Today we are announcing end-to-end serving for MOSS-TTS-Local-Transformer-v1.5 on SGLang-Omni, together with MOSI and the OpenMOSS Team.

MOSS-TTS-Local-Transformer-v1.5 is an open TTS model for 48 kHz stereo speech, zero-shot voice cloning, long-form synthesis, multilingual generation, duration control, and native streaming. The model is not hard to call from a demo script. Serving it well is harder: one request crosses reference-audio encoding, a Qwen3-4B autoregressive backbone, a frame-local 12-codebook sampling loop, and a stateful codec decoder.

SGLang-Omni serves MOSS-TTS-Local-Transformer-v1.5 as a three-stage pipeline instead of squeezing it into a single LLM decode loop. The work in this post is mostly about that mapping: where the stages are, which parts needed model-specific hooks, and which bottlenecks showed up once the model started running under load.

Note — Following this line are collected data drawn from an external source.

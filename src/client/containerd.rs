//! containerd event client
//!
//! Binds the streaming call engine to `containerd.services.events.v1.Events/Subscribe`.

use async_trait::async_trait;
use std::sync::Arc;
use tonic::codec::Streaming;
use tonic::metadata::MetadataValue;
use tonic::transport::Channel;
use tracing::{info, instrument};

use super::channel;
use super::completion_queue::ReadOutcome;
use super::request::BaseRequest;
use super::traits::{AsyncApiClient, AsyncApiClientRef, QueryEventOutputRef, RpcFactory, StreamingRpc};
use crate::config::ClientConfig;
use crate::containerd::services::events::v1::{events_client::EventsClient, Envelope, SubscribeRequest};
use crate::{Error, Result};

/// Request metadata key selecting the containerd namespace
pub const NAMESPACE_HEADER: &str = "containerd-namespace";

/// Engine instantiation for event subscriptions
pub type QueryEventRequest = BaseRequest<EventsSubscribeRpc>;

/// `Events/Subscribe` binding
pub struct EventsSubscribeRpc {
    client: EventsClient<Channel>,
    namespace: Option<String>,
    stream: Option<Streaming<Envelope>>,
    final_status: Option<tonic::Status>,
}

impl std::fmt::Debug for EventsSubscribeRpc {
    fn fmt(&self, f: &mut std::fmt::Formatter<'_>) -> std::fmt::Result {
        f.debug_struct("EventsSubscribeRpc")
            .field("namespace", &self.namespace)
            .field("started", &self.stream.is_some())
            .finish()
    }
}

impl EventsSubscribeRpc {
    /// Bind to an open channel
    pub fn new(channel: Channel, namespace: Option<String>) -> Self {
        Self {
            client: EventsClient::new(channel),
            namespace,
            stream: None,
            final_status: None,
        }
    }
}

#[async_trait]
impl StreamingRpc for EventsSubscribeRpc {
    type Request = SubscribeRequest;
    type Response = Envelope;

    async fn start(&mut self, request: SubscribeRequest) -> std::result::Result<(), tonic::Status> {
        let mut request = tonic::Request::new(request);

        if let Some(namespace) = &self.namespace {
            let value = MetadataValue::try_from(namespace.as_str())
                .map_err(|_| tonic::Status::invalid_argument(format!("Invalid namespace: {}", namespace)))?;
            request.metadata_mut().insert(NAMESPACE_HEADER, value);
        }

        match self.client.subscribe(request).await {
            Ok(response) => {
                self.stream = Some(response.into_inner());
                Ok(())
            }
            // The server answered with a status instead of a stream: the call
            // was established, finish reports the status
            Err(status) if is_server_status(&status) => {
                self.final_status = Some(status);
                Ok(())
            }
            Err(status) => Err(status),
        }
    }

    async fn read(&mut self) -> ReadOutcome<Envelope> {
        let Some(stream) = self.stream.as_mut() else {
            if self.final_status.is_some() {
                return ReadOutcome::EndOfStream;
            }
            return ReadOutcome::Failed(tonic::Status::failed_precondition("call not started"));
        };

        match stream.message().await {
            Ok(Some(envelope)) => ReadOutcome::Item(envelope),
            Ok(None) => ReadOutcome::EndOfStream,
            // The server ended the stream; finish reports why
            Err(status) if is_server_status(&status) => {
                self.final_status = Some(status);
                ReadOutcome::EndOfStream
            }
            Err(status) => {
                self.final_status = Some(status.clone());
                ReadOutcome::Failed(status)
            }
        }
    }

    async fn finish(&mut self) -> tonic::Status {
        if let Some(status) = self.final_status.take() {
            return status;
        }

        match self.stream.as_mut() {
            Some(stream) => match stream.trailers().await {
                Ok(_) => tonic::Status::new(tonic::Code::Ok, ""),
                Err(status) => status,
            },
            None => tonic::Status::failed_precondition("call not started"),
        }
    }
}

// Statuses decoded from response headers or trailers carry no source error,
// transport failures always do
fn is_server_status(status: &tonic::Status) -> bool {
    std::error::Error::source(status).is_none()
}

/// Async API client for the containerd event service
#[derive(Debug, Clone)]
pub struct ContainerdAsyncApiClient {
    config: ClientConfig,
}

impl ContainerdAsyncApiClient {
    fn new(config: ClientConfig) -> Self {
        Self { config }
    }

    /// Address every subscription connects to
    pub fn address(&self) -> &str {
        &self.config.address
    }

    fn rpc_factory(&self) -> RpcFactory<EventsSubscribeRpc> {
        let namespace = self.config.namespace.clone();
        Arc::new(move |channel: Channel| EventsSubscribeRpc::new(channel, namespace.clone()))
    }
}

impl AsyncApiClient for ContainerdAsyncApiClient {
    #[instrument(skip(self, request), fields(address = %self.config.address))]
    fn subscribe_events(&self, request: SubscribeRequest) -> Result<QueryEventOutputRef> {
        info!(filters = ?request.filters, "Subscribing to events");
        let output = QueryEventRequest::create(&self.config, self.rpc_factory(), request)?;
        Ok(Arc::new(output))
    }
}

/// Create a client bound to `address` with default settings
pub fn create_async_api_client(address: &str) -> Result<AsyncApiClientRef> {
    create_async_api_client_with_config(ClientConfig::new(address))
}

/// Create a client from explicit settings
///
/// Fails when the address cannot be parsed or the poll interval is zero;
/// nothing is dialed yet.
pub fn create_async_api_client_with_config(config: ClientConfig) -> Result<AsyncApiClientRef> {
    channel::parse_address(&config.address)?;
    if config.poll_interval.is_zero() {
        return Err(Error::configuration("poll interval must be greater than zero"));
    }
    Ok(Arc::new(ContainerdAsyncApiClient::new(config)))
}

The MOSS-TTS-Local-Transformer-v1.5 Model

MOSS-TTS-Local-Transformer-v1.5 is the second flagship model in the MOSS-TTS v1.5 family. It follows the Audio Tokenizer + LLM autoregressive route, with a heavier audio codec and a Global Transformer + Local Transformer generation path.

It supports direct TTS, continuation, zero-shot voice cloning, duration control, explicit pause markup such as [pause 3.2s], and long-form generation up to 10 minutes. It covers 31 major languages and was trained on roughly 4 million hours of multilingual speech.

MOSS-TTS Local Transformer v1.5 model architecture

At the audio boundary, MOSS uses MOSS-Audio-Tokenizer-v2, a neural audio tokenizer whose encoder and decoder together are about 2B parameters. It runs at 12.5 Hz, supports 0.125 kbps to 4 kbps variable bitrate compression, reconstructs 48 kHz stereo audio, and represents speech through residual vector quantization (RVQ).

The generation core uses a Qwen3-4B backbone. The global transformer advances the sequence frame by frame. For each frame, a one-layer local transformer emits a stop/continue decision and then samples 12 RVQ codebooks in order, feeding each sampled code back before sampling the next one.

The serving-visible token layout is [T, 13]: one text/control channel and 12 audio codebook channels. Text positions carry a text token in channel 0 and audio padding in the remaining channels. Audio positions carry a slot/control token in channel 0 and one RVQ code from each audio codebook. This is the first place where MOSS stops looking like a normal next-token model: every generated frame is a row, not a scalar token.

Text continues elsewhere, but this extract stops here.